World in View: Australia’s castaways

February 2, 2018

From the January-February 2018 issue of News & Letters

Since 2012 Australia has held around 2,000 refugees and asylum seekers in brutal detention camps on the island nation of Nauru and, until recently, on Manus Island in Papua New Guinea. Poor and working-class refugees—apprehended traveling by boat—are targets of these racist policies.

Afghans, Iranians, Iraqis, Uighurs, Rohingya and Kurds, thrown together, have been subjected to stress, violence, and rape. The purpose is to isolate people from legal aid, instill despair, and force refugees to return to their countries of origin.

In the face of criticism, Manus Island camp was closed in November—water and electricity were turned off, and refugees left to fend for themselves. Senator Nick McKim, who witnessed this, called Immigration Minister Peter Dutton “a racist, a liar, a fascist, and a human rights abuser.”

Once wealthy from phosphate stripmining, barren Nauru is now dependent on its prison camp, as well as the laundering of Russian mafia money.

THE STRUGGLE OVER HISTORY

The first laws passed in independent Australia, in 1901, were racist immigration laws designed to guarantee a “White Australia.” This began to break down in the 1960s, when Indigenous Australians were first considered citizens, and 1970s, when Vietnamese boat people were allowed in. For a time Australia boasted of its multicultural society.

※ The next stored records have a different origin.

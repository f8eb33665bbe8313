//! I/O 模式分类
//!
//! 根据交互、终端、分离、attach 列表和日志目标，确定唯一的 I/O 组装方式。
//! 分类是纯函数，不触及任何 I/O。

use serde::{Deserialize, Serialize};

use super::log_target::is_log_enabled;

/// 任务 I/O 参数
#[derive(Debug, Clone, Default, PartialEq, Eq, Serialize, Deserialize)]
#[serde(default)]
pub struct ModeParams {
    /// 保持 stdin 打开（`-i`）
    pub interactive: bool,
    /// 分配终端（`-t`）
    pub terminal: bool,
    /// 后台运行（`-d`）
    pub detach: bool,
    /// 要接入的标准流（`-a`）
    pub attach_streams: Vec<String>,
    /// 日志目标 URI，空或 `none` 表示不记录
    pub log_uri: String,
    /// 分离键，空表示默认值
    pub detach_keys: String,
    /// 命名空间
    pub namespace: String,
}

/// I/O 组装方式
#[derive(Debug, Clone, Copy, PartialEq, Eq, Serialize, Deserialize)]
#[serde(rename_all = "snake_case")]
pub enum IoMode {
    /// 显式 attach 列表：把指定的流重定向给任务
    Redirect,
    /// 终端 + 后台：全部经由二进制日志驱动持久化
    DetachedTerminal,
    /// 终端 + 前台：接入控制台
    LiveTerminal,
    /// 非终端 + 后台 + 有日志目标：只写日志
    LogOnlyDetached,
    /// 其余情况：普通重定向
    Default,
}

impl IoMode {
    /// 该模式是否接入实时流
    pub fn attaches_live_streams(&self) -> bool {
        !matches!(self, IoMode::DetachedTerminal | IoMode::LogOnlyDetached)
    }
}

/// 确定 I/O 组装方式
///
/// 按顺序匹配，第一个命中的分支生效；后面的条件默认前面的都不成立。
pub fn classify(params: &ModeParams) -> IoMode {
    if !params.attach_streams.is_empty() {
        IoMode::Redirect
    } else if params.terminal && params.detach {
        IoMode::DetachedTerminal
    } else if params.terminal {
        IoMode::LiveTerminal
    } else if params.detach && is_log_enabled(&params.log_uri) {
        IoMode::LogOnlyDetached
    } else {
        IoMode::Default
    }
}

#[cfg(test)]
mod tests {
    use super::*;

    fn params(terminal: bool, detach: bool, attach: &[&str], log_uri: &str) -> ModeParams {
        ModeParams {
            terminal,
            detach,
            attach_streams: attach.iter().map(|s| s.to_string()).collect(),
            log_uri: log_uri.to_string(),
            ..Default::default()
        }
    }

    #[test]
    fn test_attach_list_wins() {
        assert_eq!(classify(&params(true, true, &["stdout"], "")), IoMode::Redirect);
        assert_eq!(classify(&params(false, false, &["stdin"], "none")), IoMode::Redirect);
    }

    #[test]
    fn test_terminal_modes() {
        assert_eq!(classify(&params(true, true, &[], "")), IoMode::DetachedTerminal);
        assert_eq!(classify(&params(true, false, &[], "")), IoMode::LiveTerminal);
    }

    #[test]
    fn test_log_only_detached() {
        assert_eq!(
            classify(&params(false, true, &[], "file:///var/log/t.log")),
            IoMode::LogOnlyDetached
        );
        assert_eq!(classify(&params(false, true, &[], "none")), IoMode::Default);
        assert_eq!(classify(&params(false, true, &[], "")), IoMode::Default);
    }

    #[test]
    fn test_default_mode() {
        assert_eq!(classify(&params(false, false, &[], "")), IoMode::Default);
        assert_eq!(
            classify(&params(false, false, &[], "file:///var/log/t.log")),
            IoMode::Default
        );
    }

    #[test]
    fn test_attaches_live_streams() {
        assert!(IoMode::Redirect.attaches_live_streams());
        assert!(IoMode::LiveTerminal.attaches_live_streams());
        assert!(!IoMode::DetachedTerminal.attaches_live_streams());
        assert!(!IoMode::LogOnlyDetached.attaches_live_streams());
    }

    #[test]
    fn test_params_deserialize_defaults() {
        let params: ModeParams = serde_json::from_str(r#"{"interactive": true}"#).unwrap();
        assert!(params.interactive);
        assert!(!params.terminal);
        assert!(params.attach_streams.is_empty());
        assert_eq!(params.log_uri, "");
    }
}
//! 当前进程的终端
//!
//! 以进程自身的 stdin/stdout 作为控制台。

use std::io::{Read, Write};

use crate::utils::error::TaskIoError;

use super::{Console, TermSize};

/// 检查进程的 stdin 是否为终端设备
pub fn stdin_is_terminal() -> bool {
    atty::is(atty::Stream::Stdin)
}

/// 进程自身的终端
#[derive(Debug, Default)]
pub struct StdioConsole {
    _private: (),
}

impl StdioConsole {
    /// 获取当前终端
    ///
    /// stdin 不是终端设备时返回错误。
    pub fn current() -> Result<Self, TaskIoError> {
        if !stdin_is_terminal() {
            return Err(TaskIoError::NotATerminal("stdin".to_string()));
        }
        Ok(Self { _private: () })
    }
}

impl Console for StdioConsole {
    fn try_clone_reader(&self) -> Result<Box<dyn Read + Send>, TaskIoError> {
        Ok(Box::new(std::io::stdin()))
    }

    fn take_writer(&self) -> Result<Box<dyn Write + Send>, TaskIoError> {
        Ok(Box::new(std::io::stdout()))
    }

    fn resize(&self, size: TermSize) -> Result<(), TaskIoError> {
        // 宿主终端的尺寸由用户的终端模拟器决定
        tracing::trace!("忽略宿主终端尺寸调整: {}x{}", size.cols, size.rows);
        Ok(())
    }
}

#[cfg(test)]
mod tests {
    use super::*;

    #[test]
    fn test_current_matches_tty_probe() {
        assert_eq!(StdioConsole::current().is_ok(), stdin_is_terminal());
    }

    #[test]
    fn test_current_error_type() {
        if let Err(e) = StdioConsole::current() {
            assert_eq!(e.error_type(), "not_a_terminal");
        }
    }
}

But as capitalism’s crisis deepened, racism came back into mainstream discourse—including demonization of Muslims and violence against non-white immigrants.

—Gerry Emmett

 

One thought on “World in View: Australia’s castaways

  1. Australia’s main political parties – both the Federal Government Coalition of Liberal and National Parties, and the opposition Labor Party — support the continuation of Australia’s inhumane policy regarding asylum-seekers arriving by boat. The main reason the major parties are reluctant to soften their asylum-seeker policies is the fear of a racist backlash from voters at election time.

    The only party in Federal Parliament that maintains a consistent opposition to these policies, including to the detention of asylum-seekers in camps on Nauru and Manus, are the Greens. Unfortunately, the Greens hold only a few seats in Parliament, although their voice is important in exposing these barbaric practices for what they are. Senator Nick McKim, mentioned in your report, is a Greens Party senator. He has good grounds for his comments, as he visited the detention camp on Manus Island last year, and witnessed the inhumane treatment and dire conditions of the detainees there.